Don't know what i was thinking last night but i called Mr Man after one too many glasses of red wine... I had invited him to my friend's party but he decided not to come and didn't even call to tell me. He had to wait for me to call him before he told me he couldn't make it to the party. I didn't worry about it but later, i texted him to say i'd like to have sex with him to which he replied that he couldn't because he was in Ikeja. Called him when i got home just to have him place me on hold then started talking to someone about how he couldn't be with her because he wasn't the groom or blah blah blah... Normally, i'd hang up but i stayed on because i wanted him back... Because i missed him but i really shouldn't have bothered... He went on talking for about 2mins before he came back on... I asked him if i was supposed to have heard that and he said something in the lines of... Why should that be his problem? Hung up and sent him a text... Here's a word for you... ASSHOLE. That probably hurt him because later today, i got a text telling me he was drunk and couldn't be held accountable for what he says at that time and whatever which led to another text from me until he insulted me...

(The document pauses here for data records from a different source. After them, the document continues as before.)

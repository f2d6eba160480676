//! Model provider layer: provider-agnostic request and response types, the
//! [`ModelProvider`] contract, streaming events, credentials, and retry policy.
//!
//! ```rust
//! use mdprovider::{Message, ModelRequest, Role};
//!
//! let request = ModelRequest::new("gpt-4.1-mini", vec![Message::new(Role::User, "Summarize AAPL")])
//!     .with_temperature(0.0);
//! assert!(request.validate().is_ok());
//! ```

pub mod adapters;
pub mod credentials;
pub mod error;
pub mod model;
pub mod provider;
pub mod resilience;
pub mod stream;

pub use credentials::{SecretString, SecureCredentialManager};
pub use error::{ProviderError, ProviderErrorKind};
pub use model::{
    Message, ModelRequest, ModelResponse, OutputItem, ProviderId, Role,
    StopReason, TokenUsage, ToolCall, ToolDefinition, ToolResult,
};
pub use provider::{ModelProvider, ProviderFuture};
pub use resilience::{
    NoopOperationHooks, ProviderCall, ProviderOperationHooks, RetryPolicy, Retryable,
    execute_with_retry,
};
pub use stream::{BoxedEventStream, ReplayEventStream, StreamEvent};
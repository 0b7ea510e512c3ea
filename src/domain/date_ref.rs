//! Date arguments: `today`, `yesterday` or an explicit date

use crate::domain::day::DayNaming;
use crate::error::{DaybookError, Result};
use chrono::{Duration, NaiveDate};

/// A date as typed by the user, resolved against a base day
#[derive(Debug, Clone, Copy, PartialEq, Eq)]
pub enum DateRef {
    Today,
    Yesterday,
    Specific(NaiveDate),
}

impl DateRef {
    /// Parse `today`, `yesterday`, `YYYY-MM-DD`, or a date in the journal's
    /// own filename pattern
    pub fn parse(input: &str, naming: &DayNaming) -> Result<Self> {
        let normalized = input.trim().to_lowercase();

        match normalized.as_str() {
            "today" | "now" => Ok(DateRef::Today),
            "yesterday" => Ok(DateRef::Yesterday),
            _ => NaiveDate::parse_from_str(&normalized, "%Y-%m-%d")
                .or_else(|_| NaiveDate::parse_from_str(input.trim(), naming.date_format()))
                .map(DateRef::Specific)
                .map_err(|_| DaybookError::InvalidDate(input.to_string())),
        }
    }

    pub fn resolve(&self, today: NaiveDate) -> NaiveDate {
        match self {
            DateRef::Today => today,
            DateRef::Yesterday => today - Duration::days(1),
            DateRef::Specific(date) => *date,
        }
    }
}
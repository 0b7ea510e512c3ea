//! Edit session state machine
//!
//! Front-ends translate their own key events into [`Key`] and feed them to
//! [`EditSession::handle_key`]; the returned [`EditorEvent`] tells them when
//! to persist text or close the view.

use super::buffer::TextBuffer;

/// Editor input, independent of any terminal or GUI toolkit
#[derive(Debug, Clone, Copy, PartialEq, Eq)]
pub enum Key {
    Char(char),
    Enter,
    Backspace,
    Delete,
    Left,
    Right,
    Up,
    Down,
    Home,
    End,
    PageUp,
    PageDown,
    Save,
    Quit,
    Escape,
}

#[derive(Debug, Clone, Copy, PartialEq, Eq, Default)]
pub enum EditorState {
    #[default]
    Editing,
    /// Quit was requested with unsaved changes
    ConfirmQuit,
    /// Session ended; further keys are ignored
    Terminal,
}

/// What the front-end has to do after a key
#[derive(Debug, Clone, PartialEq, Eq)]
pub enum EditorEvent {
    /// Nothing beyond redrawing
    Continue,
    /// Persist this text. Ends the session when it came from the quit prompt.
    Saved(String),
    /// Session ended without saving the changes
    Discarded,
    /// Quit prompt dismissed, back to editing
    Cancelled,
    /// Session ended with nothing to save
    Closed,
}

/// Apply `key` in `state` to `buffer`
pub fn transition(
    state: EditorState,
    buffer: &mut TextBuffer,
    key: Key,
) -> (EditorState, EditorEvent) {
    match state {
        EditorState::Editing => editing(buffer, key),
        EditorState::ConfirmQuit => confirm_quit(buffer, key),
        EditorState::Terminal => (EditorState::Terminal, EditorEvent::Continue),
    }
}

fn editing(buffer: &mut TextBuffer, key: Key) -> (EditorState, EditorEvent) {
    match key {
        Key::Save => {
            buffer.mark_saved();
            return (EditorState::Editing, EditorEvent::Saved(buffer.text()));
        }
        Key::Quit | Key::Escape => {
            return if buffer.is_modified() {
                (EditorState::ConfirmQuit, EditorEvent::Continue)
            } else {
                (EditorState::Terminal, EditorEvent::Closed)
            };
        }
        Key::Char(c) => {
            buffer.insert_char(c);
        }
        Key::Enter => {
            buffer.insert_newline();
        }
        Key::Backspace => {
            buffer.backspace();
        }
        Key::Delete => {
            buffer.delete_forward();
        }
        Key::Left => {
            buffer.move_left();
        }
        Key::Right => {
            buffer.move_right();
        }
        Key::Up => {
            buffer.move_up();
        }
        Key::Down => {
            buffer.move_down();
        }
        Key::Home => {
            buffer.move_home();
        }
        Key::End => {
            buffer.move_end();
        }
        Key::PageUp => {
            buffer.page_up();
        }
        Key::PageDown => {
            buffer.page_down();
        }
    }

    (EditorState::Editing, EditorEvent::Continue)
}

fn confirm_quit(buffer: &mut TextBuffer, key: Key) -> (EditorState, EditorEvent) {
    match key {
        Key::Char('y') | Key::Char('Y') | Key::Save => {
            buffer.mark_saved();
            (EditorState::Terminal, EditorEvent::Saved(buffer.text()))
        }
        Key::Char('n') | Key::Char('N') => (EditorState::Terminal, EditorEvent::Discarded),
        Key::Char('c') | Key::Char('C') | Key::Escape => {
            (EditorState::Editing, EditorEvent::Cancelled)
        }
        _ => (EditorState::ConfirmQuit, EditorEvent::Continue),
    }
}

/// One editing session over one buffer
#[derive(Debug, Clone)]
pub struct EditSession {
    buffer: TextBuffer,
    state: EditorState,
}

impl EditSession {
    pub fn new(initial_text: &str, viewport_height: usize) -> Self {
        EditSession {
            buffer: TextBuffer::new(initial_text, viewport_height),
            state: EditorState::Editing,
        }
    }

    pub fn handle_key(&mut self, key: Key) -> EditorEvent {
        let (state, event) = transition(self.state, &mut self.buffer, key);
        self.state = state;
        event
    }

    pub fn state(&self) -> EditorState {
        self.state
    }

    pub fn buffer(&self) -> &TextBuffer {
        &self.buffer
    }

    /// Resize the viewport from the front-end
    pub fn resize(&mut self, viewport_height: usize) {
        self.buffer.set_viewport_height(viewport_height);
    }

    pub fn is_finished(&self) -> bool {
        self.state == EditorState::Terminal
    }
}

/// Start a session over `initial_text`
pub fn open_editor(initial_text: &str, viewport_height: usize) -> EditSession {
    EditSession::new(initial_text, viewport_height)
}
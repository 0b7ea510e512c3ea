//! Search use case

use crate::application::EntryService;
use crate::domain::search::{search, sort_recent_first, SearchPredicate};
use crate::domain::entries::JournalEntry;
use crate::error::Result;
use crate::infrastructure::{DayStore, Settings};
use tracing::debug;

/// Service for searching entries across all days
pub struct SearchService<'a, S: DayStore> {
    store: &'a S,
    settings: &'a Settings,
}

impl<'a, S: DayStore> SearchService<'a, S> {
    pub fn new(store: &'a S, settings: &'a Settings) -> Self {
        SearchService { store, settings }
    }

    /// Matching entries, most recent first
    pub fn search(&self, predicate: &SearchPredicate) -> Result<Vec<JournalEntry>> {
        let entries = EntryService::new(self.store, self.settings).all_entries()?;
        let naming = self.store.naming();

        let mut hits = search(&entries, predicate, naming);
        sort_recent_first(&mut hits, naming);

        debug!(scanned = entries.len(), hits = hits.len(), "search finished");
        Ok(hits)
    }
}

#[cfg(test)]
mod tests {
    use super::*;
    use crate::domain::day::DayNaming;
    use crate::infrastructure::FileSystemStore;
    use chrono::NaiveDate;
    use tempfile::TempDir;

    fn setup() -> (TempDir, FileSystemStore, Settings) {
        let temp = TempDir::new().unwrap();
        let store = FileSystemStore::new(temp.path().join("daily"), DayNaming::default());
        store
            .write_day_file("2025-01-15.md", "# Plan\ntags: work\n\nlaunch prep")
            .unwrap();
        store
            .write_day_file("2025-01-17.md", "# Run\ntags: fitness\n\n5k\n\n# Review\ntags: work\n\nlaunch went fine")
            .unwrap();
        (temp, store, Settings::default())
    }

    fn titles(entries: &[JournalEntry]) -> Vec<&str> {
        entries.iter().map(|e| e.title.as_str()).collect()
    }

    #[test]
    fn test_substring_across_days() {
        let (_temp, store, settings) = setup();
        let service = SearchService::new(&store, &settings);

        let hits = service.search(&SearchPredicate::substring("LAUNCH", false)).unwrap();
        assert_eq!(titles(&hits), vec!["Review", "Plan"]);
    }

    #[test]
    fn test_empty_query_lists_everything_recent_first() {
        let (_temp, store, settings) = setup();
        let hits = SearchService::new(&store, &settings)
            .search(&SearchPredicate::substring("", false))
            .unwrap();
        assert_eq!(titles(&hits), vec!["Review", "Run", "Plan"]);
    }

    #[test]
    fn test_combined_filters() {
        let (_temp, store, settings) = setup();
        let day = NaiveDate::from_ymd_opt(2025, 1, 17).unwrap();
        let predicate = SearchPredicate::All(vec![
            SearchPredicate::tags(["work"]),
            SearchPredicate::date_range(day, day).unwrap(),
        ]);

        let hits = SearchService::new(&store, &settings).search(&predicate).unwrap();
        assert_eq!(titles(&hits), vec!["Review"]);
    }

    #[test]
    fn test_empty_journal() {
        let temp = TempDir::new().unwrap();
        let store = FileSystemStore::new(temp.path().join("none"), DayNaming::default());
        let settings = Settings::default();
        let hits = SearchService::new(&store, &settings)
            .search(&SearchPredicate::substring("", false))
            .unwrap();
        assert!(hits.is_empty());
    }
}
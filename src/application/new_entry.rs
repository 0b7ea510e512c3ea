//! New entry use case

use crate::domain::entries::{detect_tags, merge_tags, normalize_tags, JournalEntry};
use crate::domain::template::load_template;
use crate::error::Result;
use crate::infrastructure::{DayStore, Settings};
use chrono::NaiveDateTime;
use tracing::info;

/// Prefix put in front of titles when `use_timestamp` is on
pub const TITLE_TIMESTAMP_FORMAT: &str = "[%Y-%m-%d %H:%M:%S] ";

/// Title used when nothing else provides one
const UNTITLED: &str = "Untitled";

/// What the user asked for; blanks are filled from the template
#[derive(Debug, Clone, Default)]
pub struct NewEntryRequest {
    pub title: Option<String>,
    pub tags: Vec<String>,
    pub body: String,
    pub template: Option<String>,
}

/// Service for appending new entries to a day
pub struct NewEntryService<'a, S: DayStore> {
    store: &'a S,
    settings: &'a Settings,
}

impl<'a, S: DayStore> NewEntryService<'a, S> {
    pub fn new(store: &'a S, settings: &'a Settings) -> Self {
        NewEntryService { store, settings }
    }

    /// Build the entry without storing it
    pub fn build(&self, request: &NewEntryRequest, now: NaiveDateTime) -> Result<JournalEntry> {
        let template = match &request.template {
            Some(name) => Some(load_template(&self.settings.templates_dir(), name)?.render(now.date())),
            None => None,
        };

        let base_title = request
            .title
            .as_deref()
            .map(str::trim)
            .filter(|t| !t.is_empty())
            .or(template.as_ref().map(|t| t.title.as_str()))
            .unwrap_or("");

        let title = if self.settings.use_timestamp {
            format!("{}{}", now.format(TITLE_TIMESTAMP_FORMAT), base_title)
        } else {
            base_title.to_string()
        };
        let title = match title.trim() {
            "" => UNTITLED.to_string(),
            t => t.to_string(),
        };

        let body = [
            template.as_ref().map(|t| t.body.as_str()).unwrap_or(""),
            request.body.trim(),
        ]
        .iter()
        .filter(|part| !part.is_empty())
        .copied()
        .collect::<Vec<_>>()
        .join("\n\n");

        let mut tags = request.tags.clone();
        if let Some(template) = &template {
            tags.extend(template.tags.iter().cloned());
        }
        let mut tags = normalize_tags(tags);

        if self.settings.auto_detect_tags {
            let detected = detect_tags(&body, &self.settings.tag_prefixes);
            tags = merge_tags(&tags, &detected);
        }
        let tags = self.settings.tag_style.format().canonical_tags(&tags);

        Ok(JournalEntry::new(&title, tags, &body))
    }

    /// Append a new entry to the day of `now`; returns it as stored
    pub fn execute(&self, request: &NewEntryRequest, now: NaiveDateTime) -> Result<JournalEntry> {
        let mut entry = self.build(request, now)?;
        let format = self.settings.tag_style.format();
        let date = now.date();

        let existing = match self.store.read_day(date) {
            Ok(raw) => format.parse(&raw, "").len(),
            Err(e) if e.is_not_found() => 0,
            Err(e) => return Err(e.into()),
        };

        self.store.append_entry(date, &format.render_entry(&entry))?;

        entry.day = self.store.naming().filename_for_date(date);
        entry.entry_index = existing;
        info!(day = %entry.day, index = entry.entry_index, title = %entry.title, "entry added");
        Ok(entry)
    }
}
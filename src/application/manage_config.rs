//! Settings management use case

use crate::error::Result;
use crate::infrastructure::config::SETTINGS_KEYS;
use crate::infrastructure::Settings;
use std::path::PathBuf;
use tracing::info;

/// Service for reading and changing the settings file
pub struct ConfigService {
    path: PathBuf,
}

impl ConfigService {
    /// Create a new config service over the settings file at `path`
    pub fn new(path: PathBuf) -> Self {
        ConfigService { path }
    }

    /// Get a single setting
    pub fn get(&self, key: &str) -> Result<String> {
        Settings::load(&self.path)?.get(key)
    }

    /// Set a setting and save the file
    pub fn set(&self, key: &str, value: &str) -> Result<()> {
        let mut settings = Settings::load(&self.path)?;
        settings.set(key, value)?;
        settings.save(&self.path)?;
        info!(key, value, "setting changed");
        Ok(())
    }

    /// Overwrite the settings file with the defaults
    pub fn reset(&self) -> Result<Settings> {
        let settings = Settings::default();
        settings.save(&self.path)?;
        info!(path = %self.path.display(), "settings reset to defaults");
        Ok(settings)
    }

    /// All settings as key/value pairs, in a stable order
    pub fn list(&self) -> Result<Vec<(String, String)>> {
        let settings = Settings::load(&self.path)?;
        SETTINGS_KEYS
            .iter()
            .map(|key| Ok((key.to_string(), settings.get(key)?)))
            .collect()
    }
}

#[cfg(test)]
mod tests {
    use super::*;
    use tempfile::TempDir;

    #[test]
    fn test_set_persists() {
        let temp = TempDir::new().unwrap();
        let service = ConfigService::new(temp.path().join("settings.json"));

        service.set("backup_frequency", "weekly").unwrap();
        assert_eq!(service.get("backup_frequency").unwrap(), "weekly");
        assert!(temp.path().join("settings.json").exists());
    }

    #[test]
    fn test_get_unknown_key() {
        let temp = TempDir::new().unwrap();
        let service = ConfigService::new(temp.path().join("settings.json"));
        let err = service.get("nope").unwrap_err();
        assert!(err.to_string().contains("Unknown settings key"));
    }

    #[test]
    fn test_invalid_value_is_not_saved() {
        let temp = TempDir::new().unwrap();
        let service = ConfigService::new(temp.path().join("settings.json"));
        assert!(service.set("date_format", "%Y/%m").is_err());
        assert!(!temp.path().join("settings.json").exists());
    }

    #[test]
    fn test_reset_restores_defaults() {
        let temp = TempDir::new().unwrap();
        let service = ConfigService::new(temp.path().join("settings.json"));
        service.set("tag_style", "trailing").unwrap();
        service.set("use_timestamp", "false").unwrap();

        let settings = service.reset().unwrap();
        assert_eq!(settings, Settings::default());
        assert_eq!(service.get("tag_style").unwrap(), "tags_line");
        assert_eq!(service.get("use_timestamp").unwrap(), "true");
    }

    #[test]
    fn test_list_covers_every_key() {
        let temp = TempDir::new().unwrap();
        let service = ConfigService::new(temp.path().join("settings.json"));
        let pairs = service.list().unwrap();
        assert_eq!(pairs.len(), SETTINGS_KEYS.len());
        assert!(pairs.contains(&("date_format".to_string(), "%Y-%m-%d".to_string())));
    }
}
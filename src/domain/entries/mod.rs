//! Journal entries: the heading-delimited sections of a day file
//!
//! A day's raw text is split into entries at `# <title>` lines. How tags are
//! written down differs between journals, so the text format sits behind the
//! [`EntryFormat`] trait with two implementations:
//!
//! - [`TagsLineFormat`]: a `tags: a, b` line right under the heading
//! - [`TrailingTagsFormat`]: a final `@a @b` line at the end of the body
//!
//! # Examples
//!
//! ```
//! use daybook::domain::entries::{parse_entries, serialize_entries};
//!
//! let entries = parse_entries("# A\ntags: x, y\nbody1\n\n# B\n\nbody2", "2025-01-17.md");
//! assert_eq!(entries.len(), 2);
//! assert_eq!(entries[0].tags, vec!["x", "y"]);
//! assert_eq!(parse_entries(&serialize_entries(&entries), "2025-01-17.md"), entries);
//! ```

pub mod detect;
pub mod tags_line;
pub mod trailing;

pub use detect::{detect_tags, merge_tags};
pub use tags_line::TagsLineFormat;
pub use trailing::TrailingTagsFormat;

use serde::{Deserialize, Serialize};
use std::str::FromStr;

/// One heading-delimited section of a day file
#[derive(Debug, Clone, PartialEq, Eq)]
pub struct JournalEntry {
    pub title: String,
    /// Ordered, without duplicates
    pub tags: Vec<String>,
    pub body: String,
    /// 0-based position within the day
    pub entry_index: usize,
    /// Filename of the day this entry was parsed from
    pub day: String,
}

impl JournalEntry {
    /// Create a detached entry (not yet placed in a day)
    pub fn new(title: &str, tags: Vec<String>, body: &str) -> Self {
        JournalEntry {
            title: title.trim().to_string(),
            tags: normalize_tags(tags),
            body: body.trim().to_string(),
            entry_index: 0,
            day: String::new(),
        }
    }

    /// Title, tags and body joined into one searchable string
    pub fn flattened(&self) -> String {
        format!("{} {} {}", self.title, self.tags.join(", "), self.body)
    }

    /// Words in the body, split on whitespace
    pub fn word_count(&self) -> usize {
        self.body.split_whitespace().count()
    }

    /// Case-insensitive tag membership
    pub fn has_tag(&self, tag: &str) -> bool {
        self.tags.iter().any(|t| t.eq_ignore_ascii_case(tag))
    }
}

/// Text format of a day file
pub trait EntryFormat {
    /// Split raw day text into ordered entries
    fn parse(&self, raw: &str, day: &str) -> Vec<JournalEntry>;

    /// Write entries back out, in `entry_index` order
    fn serialize(&self, entries: &[JournalEntry]) -> String;

    /// Tags as this format reads them back after writing them
    fn canonical_tags(&self, tags: &[String]) -> Vec<String> {
        normalize_tags(tags)
    }

    /// Text of a single entry, as shown in a single-entry edit session
    fn render_entry(&self, entry: &JournalEntry) -> String {
        self.serialize(std::slice::from_ref(entry))
    }

    /// Rebuild a whole day from its preamble and entries
    fn rebuild_day(&self, preamble: &str, entries: &[JournalEntry]) -> String {
        let preamble = preamble.trim();
        let body = self.serialize(entries);

        match (preamble.is_empty(), body.is_empty()) {
            (true, _) => body,
            (false, true) => preamble.to_string(),
            (false, false) => format!("{}\n\n{}", preamble, body),
        }
    }
}

/// Which tag convention a journal uses
#[derive(Debug, Clone, Copy, PartialEq, Eq, Serialize, Deserialize, Default)]
#[serde(rename_all = "snake_case")]
pub enum TagStyle {
    /// `tags: a, b` under the heading
    #[default]
    TagsLine,
    /// `@a @b` as the last body line
    Trailing,
}

impl TagStyle {
    pub fn format(&self) -> &'static dyn EntryFormat {
        match self {
            TagStyle::TagsLine => &TagsLineFormat,
            TagStyle::Trailing => &TrailingTagsFormat,
        }
    }

    pub fn as_str(&self) -> &'static str {
        match self {
            TagStyle::TagsLine => "tags_line",
            TagStyle::Trailing => "trailing",
        }
    }
}

impl FromStr for TagStyle {
    type Err = String;

    fn from_str(s: &str) -> Result<Self, Self::Err> {
        match s.to_lowercase().as_str() {
            "tags_line" | "tags-line" => Ok(TagStyle::TagsLine),
            "trailing" => Ok(TagStyle::Trailing),
            _ => Err(format!(
                "Invalid tag style: '{}'. Valid styles are: tags_line, trailing",
                s
            )),
        }
    }
}

/// Parse with the default (`tags:` line) format
pub fn parse_entries(raw: &str, day: &str) -> Vec<JournalEntry> {
    TagsLineFormat.parse(raw, day)
}

/// Serialize with the default (`tags:` line) format
pub fn serialize_entries(entries: &[JournalEntry]) -> String {
    TagsLineFormat.serialize(entries)
}

/// Title of a heading line (`# <title>`), if `line` is one
pub fn heading_title(line: &str) -> Option<&str> {
    line.trim_start().strip_prefix("# ").map(str::trim)
}

/// Split raw text into the part before the first heading and the rest
pub fn split_preamble(raw: &str) -> (&str, &str) {
    let mut offset = 0;
    for line in raw.split_inclusive('\n') {
        // Same heading test as `parse`, which sees lines without terminators
        if heading_title(line.trim_end_matches(['\r', '\n'])).is_some() {
            return (&raw[..offset], &raw[offset..]);
        }
        offset += line.len();
    }
    (raw, "")
}

/// Trim tags, drop empty ones and duplicates, keeping first occurrence
pub fn normalize_tags<I, S>(tags: I) -> Vec<String>
where
    I: IntoIterator<Item = S>,
    S: AsRef<str>,
{
    let mut unique: Vec<String> = Vec::new();
    for tag in tags {
        let tag = tag.as_ref().trim();
        if !tag.is_empty() && !unique.iter().any(|t| t == tag) {
            unique.push(tag.to_string());
        }
    }
    unique
}

/// Entry being accumulated while scanning lines
#[derive(Debug)]
pub(crate) struct OpenEntry<'a> {
    pub title: String,
    pub tags: Vec<String>,
    pub body: Vec<&'a str>,
}

impl<'a> OpenEntry<'a> {
    pub fn new(title: &str) -> Self {
        OpenEntry {
            title: title.to_string(),
            tags: Vec::new(),
            body: Vec::new(),
        }
    }

    /// Drop blank lines at the end of the body
    pub fn trim_trailing_blank(&mut self) {
        while self.body.last().is_some_and(|l| l.trim().is_empty()) {
            self.body.pop();
        }
    }

    pub fn close(self, entry_index: usize, day: &str) -> JournalEntry {
        JournalEntry {
            title: self.title,
            tags: self.tags,
            body: self.body.join("\n").trim().to_string(),
            entry_index,
            day: day.to_string(),
        }
    }
}

/// Entries ordered by `entry_index`
pub(crate) fn in_index_order(entries: &[JournalEntry]) -> Vec<&JournalEntry> {
    let mut ordered: Vec<&JournalEntry> = entries.iter().collect();
    ordered.sort_by_key(|e| e.entry_index);
    ordered
}

/// Join lines after dropping trailing blank ones
pub(crate) fn join_trimmed(mut lines: Vec<String>) -> String {
    while lines.last().is_some_and(|l| l.trim().is_empty()) {
        lines.pop();
    }
    lines.join("\n")
}
//! Domain layer - Business logic and domain models

pub mod backup;
pub mod date_ref;
pub mod day;
pub mod editor;
pub mod entries;
pub mod search;
pub mod stats;
pub mod template;

pub use backup::BackupFrequency;
pub use date_ref::DateRef;
pub use day::{DayFile, DayNaming};
pub use entries::{EntryFormat, JournalEntry, TagStyle};
pub use search::SearchPredicate;
pub use stats::JournalStats;
pub use template::EntryTemplate;
//! Journal statistics

use crate::domain::day::{DayFile, DayNaming};
use crate::domain::entries::JournalEntry;
use chrono::{Duration, NaiveDate};
use std::collections::HashMap;

/// Days counted as recent activity
pub const RECENT_DAYS: i64 = 7;

/// Number of tags reported in `top_tags`
pub const TOP_TAG_LIMIT: usize = 10;

#[derive(Debug, Clone, PartialEq, Eq, Default)]
pub struct JournalStats {
    pub total_days: usize,
    pub total_entries: usize,
    pub total_words: usize,
    pub average_words_per_entry: usize,
    /// Entries from the last week, today included
    pub recent_entries: usize,
    pub first_day: Option<NaiveDate>,
    pub last_day: Option<NaiveDate>,
    /// Most used tags, by count then name
    pub top_tags: Vec<(String, usize)>,
}

impl JournalStats {
    pub fn compute(
        days: &[DayFile],
        entries: &[JournalEntry],
        naming: &DayNaming,
        today: NaiveDate,
    ) -> Self {
        let total_words: usize = entries.iter().map(JournalEntry::word_count).sum();
        let week_ago = today - Duration::days(RECENT_DAYS);

        let recent_entries = entries
            .iter()
            .filter_map(|e| naming.date_from_filename(&e.day))
            .filter(|date| *date >= week_ago)
            .count();

        let mut counts: HashMap<String, usize> = HashMap::new();
        for tag in entries.iter().flat_map(|e| e.tags.iter()) {
            *counts.entry(tag.to_lowercase()).or_insert(0) += 1;
        }
        let mut top_tags: Vec<(String, usize)> = counts.into_iter().collect();
        top_tags.sort_by(|a, b| b.1.cmp(&a.1).then_with(|| a.0.cmp(&b.0)));
        top_tags.truncate(TOP_TAG_LIMIT);

        let dates = days.iter().filter_map(|d| d.date);

        JournalStats {
            total_days: days.len(),
            total_entries: entries.len(),
            total_words,
            average_words_per_entry: total_words / entries.len().max(1),
            recent_entries,
            first_day: dates.clone().min(),
            last_day: dates.max(),
            top_tags,
        }
    }
}
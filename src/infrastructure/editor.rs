//! External editor integration

use crate::error::{DaybookError, Result};
use std::fs;
use std::io::Write;
use std::path::Path;
use std::process::Command;
use tracing::debug;

/// Runs the user's editor on a file and waits for it to exit
pub struct ExternalEditor {
    command: String,
}

impl ExternalEditor {
    /// Create a new editor with the given command
    pub fn new(editor_command: String) -> Self {
        ExternalEditor {
            command: editor_command,
        }
    }

    /// Open a file in the editor and block until it exits
    pub fn edit_file(&self, file_path: &Path) -> Result<()> {
        let (program, args) = self.parse_command();

        // Add file path as final argument
        let mut all_args = args;
        all_args.push(file_path.to_string_lossy().to_string());

        debug!(%program, ?all_args, "launching editor");

        // On Windows, use cmd /c to ensure .bat and .cmd files are found
        #[cfg(windows)]
        let status = Command::new("cmd")
            .arg("/C")
            .arg(&program)
            .args(&all_args)
            .status();

        #[cfg(not(windows))]
        let status = Command::new(&program).args(&all_args).status();

        let status = status.map_err(|e| {
            DaybookError::Editor(format!("Failed to launch editor '{}': {}", program, e))
        })?;

        if !status.success() {
            return Err(DaybookError::Editor(format!(
                "Editor '{}' exited with {}",
                program, status
            )));
        }

        Ok(())
    }

    /// Edit `initial` in a scratch file and return the saved text.
    ///
    /// The scratch file is created exclusively with a random name and removed
    /// when this returns.
    pub fn edit_text(&self, initial: &str, label: &str) -> Result<String> {
        let mut scratch = tempfile::Builder::new()
            .prefix(&scratch_prefix(label))
            .suffix(".md")
            .tempfile()?;
        scratch.write_all(initial.as_bytes())?;
        scratch.flush()?;

        self.edit_file(scratch.path())?;
        Ok(fs::read_to_string(scratch.path())?)
    }

    /// Parse command into program and arguments
    fn parse_command(&self) -> (String, Vec<String>) {
        let parts: Vec<&str> = self.command.split_whitespace().collect();

        if parts.is_empty() {
            let fallback = if cfg!(windows) { "notepad" } else { "nano" };
            return (fallback.to_string(), vec![]);
        }

        let program = parts[0].to_string();
        let args = parts[1..].iter().map(|s| s.to_string()).collect();

        (program, args)
    }
}

/// `daybook-<label stem>-`, keeping only filename-safe characters
fn scratch_prefix(label: &str) -> String {
    let stem = label.strip_suffix(".md").unwrap_or(label);
    let safe: String = stem
        .chars()
        .map(|c| if c.is_alphanumeric() || c == '-' { c } else { '_' })
        .collect();
    format!("daybook-{}-", safe)
}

I cannot believe that i dated someone like that... I've never been someone who claims to be right when i'm wrong and even though i did somethings that were uncalled for in the less than 2weeks we were together, i apologized for them. Unfortunately, he is just a child who refuses to grow up. I guess that's what happens when you date someone younger than you are... The thing is we basically want different things out of a relationship... I want commitment (not marriage, don't get it confused) and he wants sex... He says i do not like sex but i beg to differ... He's not the first person i've been with and if i were bad in the sack, ex-boyfriends will not be crawling back trying to get in my bed... There probably wasn't chemistry... Like my sister said, he happened to be there at the time when i wanted to be with someone... I liked him, it happened, case closed... I wasn't even attracted to him until much later. I never should have bothered but i'm known to be an idiot at times...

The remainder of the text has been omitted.